Segment Start: RECORDS SHOWN

//! REST blob service client.
//!
//! Objects are addressed at predictable URLs, `{base_url}/{path}`, so the
//! cache fast path is a single GET. Listings use `GET {base_url}?prefix=..`
//! and return pages of `{ objects: [{ path, size, uploaded_at }], cursor }`.
//!
//! All requests go through [`ResilientTransport`], so 5xx and network errors
//! are retried under the configured budget.

use std::time::Duration;

use async_trait::async_trait;
use bytes::Bytes;
use chrono::{DateTime, Utc};
use reqwest::{header, Response, StatusCode};
use serde::Deserialize;
use tracing::{debug, instrument};

use super::{validate_path, ObjectMeta, ObjectStore, StoreError};
use crate::error::LumenError;
use crate::transport::{FetchOptions, ResilientTransport};

/// Upper bound on listing pages followed for one prefix.
const MAX_LIST_PAGES: usize = 50;

/// Configuration for [`HttpObjectStore`].
#[derive(Clone)]
pub struct HttpObjectStoreConfig {
    /// Base URL, without trailing slash
    pub base_url: String,
    /// Bearer token for writes and listings
    pub token: Option<String>,
    /// Retries after the first attempt
    pub max_retries: u32,
    /// Base backoff delay
    pub retry_delay: Duration,
    /// Per-attempt timeout
    pub timeout: Duration,
}

impl std::fmt::Debug for HttpObjectStoreConfig {
    fn fmt(&self, f: &mut std::fmt::Formatter<'_>) -> std::fmt::Result {
        f.debug_struct("HttpObjectStoreConfig")
            .field("base_url", &self.base_url)
            .field("token", &self.token.as_ref().map(|_| "[REDACTED]"))
            .field("max_retries", &self.max_retries)
            .field("retry_delay", &self.retry_delay)
            .field("timeout", &self.timeout)
            .finish()
    }
}

impl HttpObjectStoreConfig {
    pub fn new(base_url: impl Into<String>) -> Self {
        Self {
            base_url: base_url.into().trim_end_matches('/').to_string(),
            token: None,
            max_retries: 2,
            retry_delay: Duration::from_millis(200),
            timeout: Duration::from_secs(10),
        }
    }

    pub fn with_token(mut self, token: impl Into<String>) -> Self {
        self.token = Some(token.into());
        self
    }
}

#[derive(Debug, Deserialize)]
struct ListPage {
    objects: Vec<ListedObject>,
    #[serde(default)]
    cursor: Option<String>,
}

#[derive(Debug, Deserialize)]
struct ListedObject {
    path: String,
    #[serde(default)]
    size: u64,
    uploaded_at: DateTime<Utc>,
}

#[derive(Clone)]
pub struct HttpObjectStore {
    transport: ResilientTransport,
    config: HttpObjectStoreConfig,
}

impl HttpObjectStore {
    pub fn new(transport: ResilientTransport, config: HttpObjectStoreConfig) -> Self {
        Self { transport, config }
    }

    fn object_url(&self, path: &str) -> Result<String, StoreError> {
        validate_path(path)?;
        Ok(format!("{}/{}", self.config.base_url, path))
    }

    fn options(&self) -> FetchOptions {
        FetchOptions {
            max_retries: self.config.max_retries,
            retry_delay: self.config.retry_delay,
            timeout: self.config.timeout,
            cancel: None,
        }
    }

    fn authorize(&self, request: reqwest::RequestBuilder) -> reqwest::RequestBuilder {
        match &self.config.token {
            Some(token) => request.bearer_auth(token),
            None => request,
        }
    }
}

/// Transport failures mean the backend is unreachable.
fn unavailable(err: LumenError) -> StoreError {
    StoreError::Unavailable(err.to_string())
}

async fn status_error(response: Response) -> StoreError {
    let status = response.status().as_u16();
    let message = response.text().await.unwrap_or_default();
    StoreError::Status {
        status,
        message: message.chars().take(200).collect(),
    }
}

#[async_trait]
impl ObjectStore for HttpObjectStore {
    #[instrument(level = "debug", skip(self))]
    async fn get(&self, path: &str) -> Result<Option<Bytes>, StoreError> {
        let url = self.object_url(path)?;
        let response = self
            .transport
            .execute(&url, &self.options(), |client| self.authorize(client.get(&url)))
            .await
            .map_err(unavailable)?;

        match response.status() {
            StatusCode::NOT_FOUND => Ok(None),
            status if status.is_success() => {
                let body = response
                    .bytes()
                    .await
                    .map_err(|e| StoreError::Unavailable(e.to_string()))?;
                debug!(bytes = body.len(), "Fetched object");
                Ok(Some(body))
            }
            _ => Err(status_error(response).await),
        }
    }

    async fn exists(&self, path: &str) -> Result<bool, StoreError> {
        let url = self.object_url(path)?;
        let response = self
            .transport
            .execute(&url, &self.options(), |client| self.authorize(client.head(&url)))
            .await
            .map_err(unavailable)?;

        match response.status() {
            StatusCode::NOT_FOUND => Ok(false),
            status if status.is_success() => Ok(true),
            _ => Err(status_error(response).await),
        }
    }

    #[instrument(level = "debug", skip(self, body), fields(bytes = body.len()))]
    async fn put(&self, path: &str, body: Bytes, content_type: &str) -> Result<(), StoreError> {
        let url = self.object_url(path)?;
        let response = self
            .transport
            .execute(&url, &self.options(), |client| {
                self.authorize(client.put(&url))
                    .header(header::CONTENT_TYPE, content_type)
                    .body(body.clone())
            })
            .await
            .map_err(unavailable)?;

        if response.status().is_success() {
            Ok(())
        } else {
            Err(status_error(response).await)
        }
    }

    #[instrument(level = "debug", skip(self))]
    async fn list(&self, prefix: &str) -> Result<Vec<ObjectMeta>, StoreError> {
        let url = self.config.base_url.clone();
        let mut objects = Vec::new();
        let mut cursor: Option<String> = None;

        for _ in 0..MAX_LIST_PAGES {
            let response = self
                .transport
                .execute(&url, &self.options(), |client| {
                    let mut request = client.get(&url).query(&[("prefix", prefix)]);
                    if let Some(cursor) = &cursor {
                        request = request.query(&[("cursor", cursor.as_str())]);
                    }
                    self.authorize(request)
                })
                .await
                .map_err(unavailable)?;

            if !response.status().is_success() {
                return Err(status_error(response).await);
            }

            let page: ListPage = response
                .json()
                .await
                .map_err(|e| StoreError::Malformed(e.to_string()))?;

            objects.extend(page.objects.into_iter().map(|o| ObjectMeta {
                path: o.path,
                size: o.size,
                uploaded_at: o.uploaded_at,
            }));

            match page.cursor {
                Some(next) if !next.is_empty() => cursor = Some(next),
                _ => return Ok(objects),
            }
        }

        debug!(pages = MAX_LIST_PAGES, "Listing truncated");
        Ok(objects)
    }

    fn backend_name(&self) -> &'static str {
        "http"
    }
}

#[cfg(test)]
mod tests {
    use super::*;

    #[test]
    fn test_config_redacts_token() {
        let config = HttpObjectStoreConfig::new("https://blob.example.com/").with_token("secret");
        let debug = format!("{config:?}");
        assert!(!debug.contains("secret"));
        assert!(debug.contains("[REDACTED]"));
        assert_eq!(config.base_url, "https://blob.example.com");
    }

    #[test]
    fn test_object_url_joins_path() {
        let store = HttpObjectStore::new(
            ResilientTransport::new().unwrap(),
            HttpObjectStoreConfig::new("https://blob.example.com"),
        );
        assert_eq!(
            store.object_url("vision/source/h/source.bin").unwrap(),
            "https://blob.example.com/vision/source/h/source.bin"
        );
        assert!(store.object_url("../x").is_err());
    }

    #[test]
    fn test_list_page_decodes() {
        let page: ListPage = serde_json::from_str(
            r#"{"objects":[{"path":"vision/metadata/h/latest.json","size":10,"uploaded_at":"2026-01-02T03:04:05Z"}]}"#,
        )
        .unwrap();
        assert_eq!(page.objects.len(), 1);
        assert!(page.cursor.is_none());
    }
}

Segment End: RECORDS SHOWN

TASK INSTRUCTIONS: Repeat each entry above, keeping every word exact.

WRITTEN ANSWER:
//! REST blob service client.
//!
//! Objects are addressed at predictable URLs, `{base_url}/{path}`, so the
//! cache fast path is a single GET. Listings use `GET {base_url}?prefix=..`
//! and return pages of `{ objects: [{ path, size, uploaded_at }], cursor }`.
//!
//! All requests go through [`ResilientTransport`], so 5xx and network errors
//! are retried under the configured budget.

use std::time::Duration;

use async_trait::async_trait;
use bytes::Bytes;
use chrono::{DateTime, Utc};
use reqwest::{header, Response, StatusCode};
use serde::Deserialize;
use tracing::{debug, instrument};

use super::{validate_path, ObjectMeta, ObjectStore, StoreError};
use crate::error::LumenError;
use crate::transport::{FetchOptions, ResilientTransport};

/// Upper bound on listing pages followed for one prefix.
const MAX_LIST_PAGES: usize = 50;

/// Configuration for [`HttpObjectStore`].
#[derive(Clone)]
pub struct HttpObjectStoreConfig {
    /// Base URL, without trailing slash
    pub base_url: String,
    /// Bearer token for writes and listings
    pub token: Option<String>,
    /// Retries after the first attempt
    pub max_retries: u32,
    /// Base backoff delay
    pub retry_delay: Duration,
    /// Per-attempt timeout
    pub timeout: Duration,
}

impl std::fmt::Debug for HttpObjectStoreConfig {
    fn fmt(&self, f: &mut std::fmt::Formatter<'_>) -> std::fmt::Result {
        f.debug_struct("HttpObjectStoreConfig")
            .field("base_url", &self.base_url)
            .field("token", &self.token.as_ref().map(|_| "[REDACTED]"))
            .field("max_retries", &self.max_retries)
            .field("retry_delay", &self.retry_delay)
            .field("timeout", &self.timeout)
            .finish()
    }
}

impl HttpObjectStoreConfig {
    pub fn new(base_url: impl Into<String>) -> Self {
        Self {
            base_url: base_url.into().trim_end_matches('/').to_string(),
            token: None,
            max_retries: 2,
            retry_delay: Duration::from_millis(200),
            timeout: Duration::from_secs(10),
        }
    }

    pub fn with_token(mut self, token: impl Into<String>) -> Self {
        self.token = Some(token.into());
        self
    }
}

#[derive(Debug, Deserialize)]
struct ListPage {
    objects: Vec<ListedObject>,
    #[serde(default)]
    cursor: Option<String>,
}

#[derive(Debug, Deserialize)]
struct ListedObject {
    path: String,
    #[serde(default)]
    size: u64,
    uploaded_at: DateTime<Utc>,
}

#[derive(Clone)]
pub struct HttpObjectStore {
    transport: ResilientTransport,
    config: HttpObjectStoreConfig,
}

impl HttpObjectStore {
    pub fn new(transport: ResilientTransport, config: HttpObjectStoreConfig) -> Self {
        Self { transport, config }
    }

    fn object_url(&self, path: &str) -> Result<String, StoreError> {
        validate_path(path)?;
        Ok(format!("{}/{}", self.config.base_url, path))
    }

    fn options(&self) -> FetchOptions {
        FetchOptions {
            max_retries: self.config.max_retries,
            retry_delay: self.config.retry_delay,
            timeout: self.config.timeout,
            cancel: None,
        }
    }

    fn authorize(&self, request: reqwest::RequestBuilder) -> reqwest::RequestBuilder {
        match &self.config.token {
            Some(token) => request.bearer_auth(token),
            None => request,
        }
    }
}

/// Transport failures mean the backend is unreachable.
fn unavailable(err: LumenError) -> StoreError {
    StoreError::Unavailable(err.to_string())
}

async fn status_error(response: Response) -> StoreError {
    let status = response.status().as_u16();
    let message = response.text().await.unwrap_or_default();
    StoreError::Status {
        status,
        message: message.chars().take(200).collect(),
    }
}

#[async_trait]
impl ObjectStore for HttpObjectStore {
    #[instrument(level = "debug", skip(self))]
    async fn get(&self, path: &str) -> Result<Option<Bytes>, StoreError> {
        let url = self.object_url(path)?;
        let response = self
            .transport
            .execute(&url, &self.options(), |client| self.authorize(client.get(&url)))
            .await
            .map_err(unavailable)?;

        match response.status() {
            StatusCode::NOT_FOUND => Ok(None),
            status if status.is_success() => {
                let body = response
                    .bytes()
                    .await
                    .map_err(|e| StoreError::Unavailable(e.to_string()))?;
                debug!(bytes = body.len(), "Fetched object");
                Ok(Some(body))
            }
            _ => Err(status_error(response).await),
        }
    }

    async fn exists(&self, path: &str) -> Result<bool, StoreError> {
        let url = self.object_url(path)?;
        let response = self
            .transport
            .execute(&url, &self.options(), |client| self.authorize(client.head(&url)))
            .await
            .map_err(unavailable)?;

        match response.status() {
            StatusCode::NOT_FOUND => Ok(false),
            status if status.is_success() => Ok(true),
            _ => Err(status_error(response).await),
        }
    }

    #[instrument(level = "debug", skip(self, body), fields(bytes = body.len()))]
    async fn put(&self, path: &str, body: Bytes, content_type: &str) -> Result<(), StoreError> {
        let url = self.object_url(path)?;
        let response = self
            .transport
            .execute(&url, &self.options(), |client| {
                self.authorize(client.put(&url))
                    .header(header::CONTENT_TYPE, content_type)
                    .body(body.clone())
            })
            .await
            .map_err(unavailable)?;

        if response.status().is_success() {
            Ok(())
        } else {
            Err(status_error(response).await)
        }
    }

    #[instrument(level = "debug", skip(self))]
    async fn list(&self, prefix: &str) -> Result<Vec<ObjectMeta>, StoreError> {
        let url = self.config.base_url.clone();
        let mut objects = Vec::new();
        let mut cursor: Option<String> = None;

        for _ in 0..MAX_LIST_PAGES {
            let response = self
                .transport
                .execute(&url, &self.options(), |client| {
                    let mut request = client.get(&url).query(&[("prefix", prefix)]);
                    if let Some(cursor) = &cursor {
                        request = request.query(&[("cursor", cursor.as_str())]);
                    }
                    self.authorize(request)
                })
                .await
                .map_err(unavailable)?;

            if !response.status().is_success() {
                return Err(status_error(response).await);
            }

            let page: ListPage = response
                .json()
                .await
                .map_err(|e| StoreError::Malformed(e.to_string()))?;

            objects.extend(page.objects.into_iter().map(|o| ObjectMeta {
                path: o.path,
                size: o.size,
                uploaded_at: o.uploaded_at,
            }));

            match page.cursor {
                Some(next) if !next.is_empty() => cursor = Some(next),
                _ => return Ok(objects),
            }
        }

        debug!(pages = MAX_LIST_PAGES, "Listing truncated");
        Ok(objects)
    }

    fn backend_name(&self) -> &'static str {
        "http"
    }
}

#[cfg(test)]
mod tests {
    use super::*;

    #[test]
    fn test_config_redacts_token() {
        let config = HttpObjectStoreConfig::new("https://blob.example.com/").with_token("secret");
        let debug = format!("{config:?}");
        assert!(!debug.contains("secret"));
        assert!(debug.contains("[REDACTED]"));
        assert_eq!(config.base_url, "https://blob.example.com");
    }

    #[test]
    fn test_object_url_joins_path() {
        let store = HttpObjectStore::new(
            ResilientTransport::new().unwrap(),
            HttpObjectStoreConfig::new("https://blob.example.com"),
        );
        assert_eq!(
            store.object_url("vision/source/h/source.bin").unwrap(),
            "https://blob.example.com/vision/source/h/source.bin"
        );
        assert!(store.object_url("../x").is_err());
    }

    #[test]
    fn test_list_page_decodes() {
        let page: ListPage = serde_json::from_str(
            r#"{"objects":[{"path":"vision/metadata/h/latest.json","size":10,"uploaded_at":"2026-01-02T03:04:05Z"}]}"#,
        )
        .unwrap();
        assert_eq!(page.objects.len(), 1);
        assert!(page.cursor.is_none());
    }
}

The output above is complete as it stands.